• **WHAT IS EXPECTED**: Among the lines below, take the one holding "and login redirects", the one holding "caller.require(&state, Action::List, Some(EntityKind::Trap))?;", and all lines between them. Set them down exactly.

START EXTRACTED INFORMATION

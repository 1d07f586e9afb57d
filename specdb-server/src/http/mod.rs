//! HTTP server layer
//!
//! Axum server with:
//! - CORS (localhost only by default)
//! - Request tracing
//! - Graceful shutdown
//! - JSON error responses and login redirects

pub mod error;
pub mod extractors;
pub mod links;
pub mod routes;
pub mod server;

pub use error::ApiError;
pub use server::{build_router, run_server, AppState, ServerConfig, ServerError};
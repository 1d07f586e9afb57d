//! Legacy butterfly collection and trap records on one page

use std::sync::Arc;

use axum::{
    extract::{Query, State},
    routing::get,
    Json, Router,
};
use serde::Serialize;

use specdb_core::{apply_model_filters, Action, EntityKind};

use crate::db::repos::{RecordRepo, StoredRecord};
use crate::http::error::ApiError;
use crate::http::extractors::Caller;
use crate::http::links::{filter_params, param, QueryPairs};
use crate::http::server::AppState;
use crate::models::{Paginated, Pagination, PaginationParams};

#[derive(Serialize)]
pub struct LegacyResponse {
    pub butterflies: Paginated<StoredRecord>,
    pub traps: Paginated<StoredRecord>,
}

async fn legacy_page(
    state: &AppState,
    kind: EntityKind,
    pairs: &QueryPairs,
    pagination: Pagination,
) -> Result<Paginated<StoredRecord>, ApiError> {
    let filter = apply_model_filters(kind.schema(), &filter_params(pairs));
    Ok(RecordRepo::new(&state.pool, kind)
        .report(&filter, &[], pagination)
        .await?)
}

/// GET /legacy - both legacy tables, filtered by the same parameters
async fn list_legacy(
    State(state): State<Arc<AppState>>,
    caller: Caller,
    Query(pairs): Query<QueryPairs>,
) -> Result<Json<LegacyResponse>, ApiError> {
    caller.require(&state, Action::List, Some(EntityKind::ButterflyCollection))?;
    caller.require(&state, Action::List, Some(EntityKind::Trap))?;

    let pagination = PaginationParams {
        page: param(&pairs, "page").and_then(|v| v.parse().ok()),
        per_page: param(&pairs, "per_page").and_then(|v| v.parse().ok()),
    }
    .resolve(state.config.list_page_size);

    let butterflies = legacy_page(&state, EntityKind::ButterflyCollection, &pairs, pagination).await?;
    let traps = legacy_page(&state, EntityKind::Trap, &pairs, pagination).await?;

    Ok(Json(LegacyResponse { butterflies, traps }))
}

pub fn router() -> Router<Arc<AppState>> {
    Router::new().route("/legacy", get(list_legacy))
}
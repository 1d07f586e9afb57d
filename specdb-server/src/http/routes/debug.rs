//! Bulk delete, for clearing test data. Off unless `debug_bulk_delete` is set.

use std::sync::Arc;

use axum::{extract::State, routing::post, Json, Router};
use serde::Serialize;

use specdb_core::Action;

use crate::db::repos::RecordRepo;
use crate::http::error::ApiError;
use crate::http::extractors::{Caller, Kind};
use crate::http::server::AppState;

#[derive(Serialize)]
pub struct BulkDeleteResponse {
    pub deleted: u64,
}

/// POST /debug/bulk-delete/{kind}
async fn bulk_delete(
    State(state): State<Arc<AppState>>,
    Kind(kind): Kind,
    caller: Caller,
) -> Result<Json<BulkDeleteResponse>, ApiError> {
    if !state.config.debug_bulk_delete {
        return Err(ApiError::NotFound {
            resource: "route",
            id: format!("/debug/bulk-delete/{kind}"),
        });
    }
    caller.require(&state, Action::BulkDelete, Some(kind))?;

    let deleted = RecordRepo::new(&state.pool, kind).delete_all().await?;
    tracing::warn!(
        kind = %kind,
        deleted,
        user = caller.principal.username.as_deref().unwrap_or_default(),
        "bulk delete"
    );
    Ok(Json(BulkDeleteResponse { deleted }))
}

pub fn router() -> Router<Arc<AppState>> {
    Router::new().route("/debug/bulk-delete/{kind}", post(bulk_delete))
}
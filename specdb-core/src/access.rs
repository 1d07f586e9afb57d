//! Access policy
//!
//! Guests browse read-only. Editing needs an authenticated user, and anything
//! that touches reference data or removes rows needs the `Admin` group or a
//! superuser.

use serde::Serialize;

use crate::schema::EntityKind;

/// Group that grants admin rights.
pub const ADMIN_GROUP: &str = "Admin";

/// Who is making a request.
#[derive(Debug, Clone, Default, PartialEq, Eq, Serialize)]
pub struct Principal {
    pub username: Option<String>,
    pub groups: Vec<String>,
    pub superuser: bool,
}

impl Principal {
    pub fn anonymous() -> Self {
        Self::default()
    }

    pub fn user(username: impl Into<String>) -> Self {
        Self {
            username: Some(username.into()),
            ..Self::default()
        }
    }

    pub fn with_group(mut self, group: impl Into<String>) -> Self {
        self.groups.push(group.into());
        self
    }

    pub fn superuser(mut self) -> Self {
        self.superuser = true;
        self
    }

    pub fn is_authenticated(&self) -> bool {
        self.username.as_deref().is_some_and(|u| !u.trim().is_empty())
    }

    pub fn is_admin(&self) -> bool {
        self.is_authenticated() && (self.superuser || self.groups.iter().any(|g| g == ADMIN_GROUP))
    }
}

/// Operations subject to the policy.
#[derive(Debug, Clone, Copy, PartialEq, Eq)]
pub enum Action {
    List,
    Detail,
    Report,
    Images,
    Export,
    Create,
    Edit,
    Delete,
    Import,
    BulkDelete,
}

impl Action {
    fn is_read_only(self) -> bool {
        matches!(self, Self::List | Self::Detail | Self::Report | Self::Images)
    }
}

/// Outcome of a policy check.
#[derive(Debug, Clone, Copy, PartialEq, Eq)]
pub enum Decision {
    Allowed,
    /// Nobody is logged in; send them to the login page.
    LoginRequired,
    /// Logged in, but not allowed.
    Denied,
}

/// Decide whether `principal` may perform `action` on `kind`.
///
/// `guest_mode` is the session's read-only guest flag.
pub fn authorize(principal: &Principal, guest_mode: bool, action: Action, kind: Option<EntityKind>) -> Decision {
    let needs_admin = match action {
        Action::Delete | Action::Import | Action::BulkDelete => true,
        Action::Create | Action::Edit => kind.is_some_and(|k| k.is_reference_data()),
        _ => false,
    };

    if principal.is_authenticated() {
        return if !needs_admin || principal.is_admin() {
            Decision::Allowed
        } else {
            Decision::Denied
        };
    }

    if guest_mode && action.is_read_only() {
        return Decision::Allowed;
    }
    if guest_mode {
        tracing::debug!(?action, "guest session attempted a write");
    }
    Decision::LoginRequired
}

END EXTRACTED INFORMATION

• **EXPECTED ANSWER**:
//! - JSON error responses and login redirects

pub mod error;
pub mod extractors;
pub mod links;
pub mod routes;
pub mod server;

pub use error::ApiError;
pub use server::{build_router, run_server, AppState, ServerConfig, ServerError};
repository 1d07f586e9afb57d
//! Legacy butterfly collection and trap records on one page

use std::sync::Arc;

use axum::{
    extract::{Query, State},
    routing::get,
    Json, Router,
};
use serde::Serialize;

use specdb_core::{apply_model_filters, Action, EntityKind};

use crate::db::repos::{RecordRepo, StoredRecord};
use crate::http::error::ApiError;
use crate::http::extractors::Caller;
use crate::http::links::{filter_params, param, QueryPairs};
use crate::http::server::AppState;
use crate::models::{Paginated, Pagination, PaginationParams};

#[derive(Serialize)]
pub struct LegacyResponse {
    pub butterflies: Paginated<StoredRecord>,
    pub traps: Paginated<StoredRecord>,
}

async fn legacy_page(
    state: &AppState,
    kind: EntityKind,
    pairs: &QueryPairs,
    pagination: Pagination,
) -> Result<Paginated<StoredRecord>, ApiError> {
    let filter = apply_model_filters(kind.schema(), &filter_params(pairs));
    Ok(RecordRepo::new(&state.pool, kind)
        .report(&filter, &[], pagination)
        .await?)
}

/// GET /legacy - both legacy tables, filtered by the same parameters
async fn list_legacy(
    State(state): State<Arc<AppState>>,
    caller: Caller,
    Query(pairs): Query<QueryPairs>,
) -> Result<Json<LegacyResponse>, ApiError> {
    caller.require(&state, Action::List, Some(EntityKind::ButterflyCollection))?;
    caller.require(&state, Action::List, Some(EntityKind::Trap))?;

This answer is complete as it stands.